The article covers the following subjects:
Major Takeaways
- Main scenario: Consider long positions from corrections above the level of 1.3207 with a target of 1.3870–1.4300. A buy signal: the price holds above 1.3207. Stop Loss: below 1.3207, Take Profit: 1.3870–1.4300.
- Alternative scenario: Breakout and consolidation below 1.3207 will allow the pair to continue declining to the levels of 1.3000–1.2700. A sell signal: the 1.3207 level is broken to the downside. Stop Loss: above 1.3207, Take Profit: 1.3000–1.2700.
Main Scenario
Consider long positions from corrections above the level of 1.3207 with a target of 1.3870–1.4300.
Alternative Scenario
Breakout and consolidation below 1.3207 will allow the pair to continue declining to the levels of 1.3000–1.2700.
Analysis
On the weekly time frame, an ascending wave of larger degree (A) of B is developing. Within it, wave 1 of (A) has formed, and a downward correction has been completed as wave 2 of (A).

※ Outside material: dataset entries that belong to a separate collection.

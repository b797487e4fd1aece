//! Extension hooks around reader construction.
//!
//! A [`ReaderHook`] may pre-empt default reader construction (`pre_open`) or
//! wrap/replace the constructed reader (`post_open`). Both default to no-ops,
//! so an absent hook chain and an empty one behave identically.

use std::fmt;
use std::path::Path;
use std::sync::Arc;

use strata_config::{log_storefile_debug, CacheConfig};

use crate::fs::{FileSystem, InputStream};
use crate::reader::StoreFileReader;
use crate::reference::Reference;
use crate::Result;

/// What a hook can see about the file being opened
pub struct OpenContext<'a> {
    pub fs: &'a dyn FileSystem,
    /// Path of the store file being opened
    pub path: &'a Path,
    /// Path the bytes are actually read from
    pub source: &'a Path,
    /// Length of the source
    pub length: u64,
    pub cache: &'a CacheConfig,
    /// Present when opening a reference
    pub reference: Option<&'a Reference>,
}

/// Interception points around opening a store file reader
pub trait ReaderHook: Send + Sync {
    /// Name used in logs and errors
    fn name(&self) -> &str;

    /// Produce a reader instead of the default one.
    ///
    /// A hook may `take()` the input stream to build its reader; if it takes
    /// the stream without returning a reader the source is reopened.
    fn pre_open(
        &self,
        _ctx: &OpenContext<'_>,
        _input: &mut Option<InputStream>,
    ) -> Result<Option<Box<dyn StoreFileReader>>> {
        Ok(None)
    }

    /// Wrap or replace the reader about to be returned.
    fn post_open(
        &self,
        _ctx: &OpenContext<'_>,
        reader: Box<dyn StoreFileReader>,
    ) -> Result<Box<dyn StoreFileReader>> {
        Ok(reader)
    }
}

/// Ordered set of hooks, shared by every store file of a region
#[derive(Clone, Default)]
pub struct HookChain {
    hooks: Vec<Arc<dyn ReaderHook>>,
}

impl HookChain {
    pub fn new() -> Self {
        Self::default()
    }

    pub fn with(mut self, hook: Arc<dyn ReaderHook>) -> Self {
        self.push(hook);
        self
    }

    pub fn push(&mut self, hook: Arc<dyn ReaderHook>) {
        self.hooks.push(hook);
    }

    pub fn len(&self) -> usize {
        self.hooks.len()
    }

    pub fn is_empty(&self) -> bool {
        self.hooks.is_empty()
    }

    /// Run `pre_open` hooks in order; the first reader produced wins.
    pub fn pre_open(
        &self,
        ctx: &OpenContext<'_>,
        input: &mut Option<InputStream>,
    ) -> Result<Option<Box<dyn StoreFileReader>>> {
        for hook in &self.hooks {
            if let Some(reader) = hook.pre_open(ctx, input)? {
                log_storefile_debug!("Reader supplied by hook", hook = hook.name());
                return Ok(Some(reader));
            }
        }
        Ok(None)
    }

    /// Thread the reader through every `post_open` hook in order.
    pub fn post_open(
        &self,
        ctx: &OpenContext<'_>,
        reader: Box<dyn StoreFileReader>,
    ) -> Result<Box<dyn StoreFileReader>> {
        self.hooks
            .iter()
            .try_fold(reader, |reader, hook| hook.post_open(ctx, reader))
    }
}

impl fmt::Debug for HookChain {
    fn fmt(&self, f: &mut fmt::Formatter<'_>) -> fmt::Result {
        f.debug_list()
            .entries(self.hooks.iter().map(|h| h.name()))
            .finish()
    }
}
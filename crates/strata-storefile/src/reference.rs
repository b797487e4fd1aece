//! Split references.
//!
//! When a region splits, each daughter gets a small reference file per parent
//! store file instead of a copy of the data. The reference is named
//! `<referenced file>.<parent region>` and its content records the split key
//! and which half of the parent file the daughter owns.
//!
//! ## Reference File Format
//!
//! ```text
//! +----------------+
//! | Magic (8B)     |  "SFREF\0\0\x01"
//! +----------------+
//! | Body           |  bincode { split_key, half }
//! +----------------+
//! ```

use std::fmt;
use std::io::{Read, Write};
use std::path::{Path, PathBuf};

use serde::{Deserialize, Serialize};
use strata_config::log_storefile_warn;
use tracing::debug;

use crate::fs::FileSystem;
use crate::naming::{file_name, parse_reference_name};
use crate::{Result, StoreFileError};

/// Magic bytes opening every reference file
const REFERENCE_MAGIC: &[u8; 8] = b"SFREF\0\0\x01";

/// Which side of the split key a reference covers
#[derive(Debug, Clone, Copy, PartialEq, Eq, Hash, Serialize, Deserialize)]
pub enum SplitHalf {
    /// Keys at or after the split key
    Top,
    /// Keys before the split key
    Bottom,
}

impl SplitHalf {
    pub fn as_str(&self) -> &'static str {
        match self {
            SplitHalf::Top => "top",
            SplitHalf::Bottom => "bottom",
        }
    }
}

impl fmt::Display for SplitHalf {
    fn fmt(&self, f: &mut fmt::Formatter<'_>) -> fmt::Result {
        f.write_str(self.as_str())
    }
}

/// Content of a reference file
#[derive(Debug, Clone, PartialEq, Eq, Serialize, Deserialize)]
pub struct Reference {
    split_key: Vec<u8>,
    half: SplitHalf,
}

impl Reference {
    pub fn new(split_key: impl Into<Vec<u8>>, half: SplitHalf) -> Self {
        Self {
            split_key: split_key.into(),
            half,
        }
    }

    pub fn top(split_key: impl Into<Vec<u8>>) -> Self {
        Self::new(split_key, SplitHalf::Top)
    }

    pub fn bottom(split_key: impl Into<Vec<u8>>) -> Self {
        Self::new(split_key, SplitHalf::Bottom)
    }

    pub fn split_key(&self) -> &[u8] {
        &self.split_key
    }

    pub fn half(&self) -> SplitHalf {
        self.half
    }

    pub fn is_top(&self) -> bool {
        self.half == SplitHalf::Top
    }

    /// Serialized form, magic included
    pub fn to_bytes(&self) -> Result<Vec<u8>> {
        let body = bincode::serialize(self).map_err(|e| StoreFileError::CorruptReference {
            path: PathBuf::new(),
            reason: e.to_string(),
        })?;
        let mut bytes = Vec::with_capacity(REFERENCE_MAGIC.len() + body.len());
        bytes.extend_from_slice(REFERENCE_MAGIC);
        bytes.extend_from_slice(&body);
        Ok(bytes)
    }

    /// Parse the serialized form; `path` is only used for error reporting.
    pub fn from_bytes(path: &Path, bytes: &[u8]) -> Result<Self> {
        let corrupt = |reason: String| StoreFileError::CorruptReference {
            path: path.to_path_buf(),
            reason,
        };
        let body = bytes
            .strip_prefix(REFERENCE_MAGIC.as_slice())
            .ok_or_else(|| corrupt("bad magic bytes".to_string()))?;
        bincode::deserialize(body).map_err(|e| corrupt(e.to_string()))
    }

    /// Read a reference file.
    pub fn read(fs: &dyn FileSystem, path: &Path) -> Result<Self> {
        let mut bytes = Vec::new();
        fs.open(path)?
            .read_to_end(&mut bytes)
            .map_err(|e| StoreFileError::io(path, e))?;
        Self::from_bytes(path, &bytes)
    }

    /// Write this reference to `path`, replacing any existing file.
    pub fn write(&self, fs: &dyn FileSystem, path: &Path) -> Result<()> {
        let bytes = self.to_bytes()?;
        let mut out = fs.create(path)?;
        out.write_all(&bytes)
            .and_then(|_| out.flush())
            .map_err(|e| StoreFileError::io(path, e))
    }
}

impl fmt::Display for Reference {
    fn fmt(&self, f: &mut fmt::Formatter<'_>) -> fmt::Result {
        fmt::Display::fmt(&self.half, f)
    }
}

/// Name of the reference a daughter region writes for `referenced` in `parent_region`.
pub fn reference_file_name(referenced: &str, parent_region: &str) -> String {
    format!("{}.{}", referenced, parent_region)
}

/// Path of the file a reference points at.
///
/// With the layout `<table>/<region>/<family>/<file>`, the table directory is
/// `table_dir_depth` parents above the reference, and the referenced file is
/// `<table>/<parent region>/<family>/<referenced file>`. Pure path algebra:
/// the result is not checked for existence.
pub fn referred_to_file(path: &Path, table_dir_depth: usize) -> Result<PathBuf> {
    let malformed = |reason| StoreFileError::MalformedReferenceName {
        path: path.to_path_buf(),
        reason,
    };

    let Some(parsed) = file_name(path).and_then(parse_reference_name) else {
        log_storefile_warn!(
            "Failed match of store file name",
            path = display(path.display())
        );
        return Err(malformed("name is not <file>.<region>"));
    };

    let family = path
        .parent()
        .and_then(file_name)
        .ok_or_else(|| malformed("no family directory"))?;
    let table_dir = path
        .ancestors()
        .nth(table_dir_depth)
        .filter(|dir| !dir.as_os_str().is_empty())
        .ok_or_else(|| malformed("path is shallower than the table directory"))?;

    debug!(
        reference = %path.display(),
        region = parsed.parent_region,
        file = parsed.referenced,
        "Resolved reference"
    );

    Ok(table_dir
        .join(parsed.parent_region)
        .join(family)
        .join(parsed.referenced))
}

The third wave 3 of (A) appears to continue forming on the daily chart, with wave iii of 3 developing as its part. The H4 time frame suggests that wave (i) of iii and the local corrective wave (ii) of iii have been completed, and wave (iii) of iii has started unfolding. If the presumption is correct, GBP/USD will continue to rise to the levels of 1.3870–1.4300. The level of 1.3207 is critical in this scenario as a breakout below it will enable the pair to continue declining to the levels of 1.3000–1.2700.
This forecast is based on the Elliott Wave Theory. When developing trading strategies, it is essential to consider fundamental factors, as the market situation can change at any time.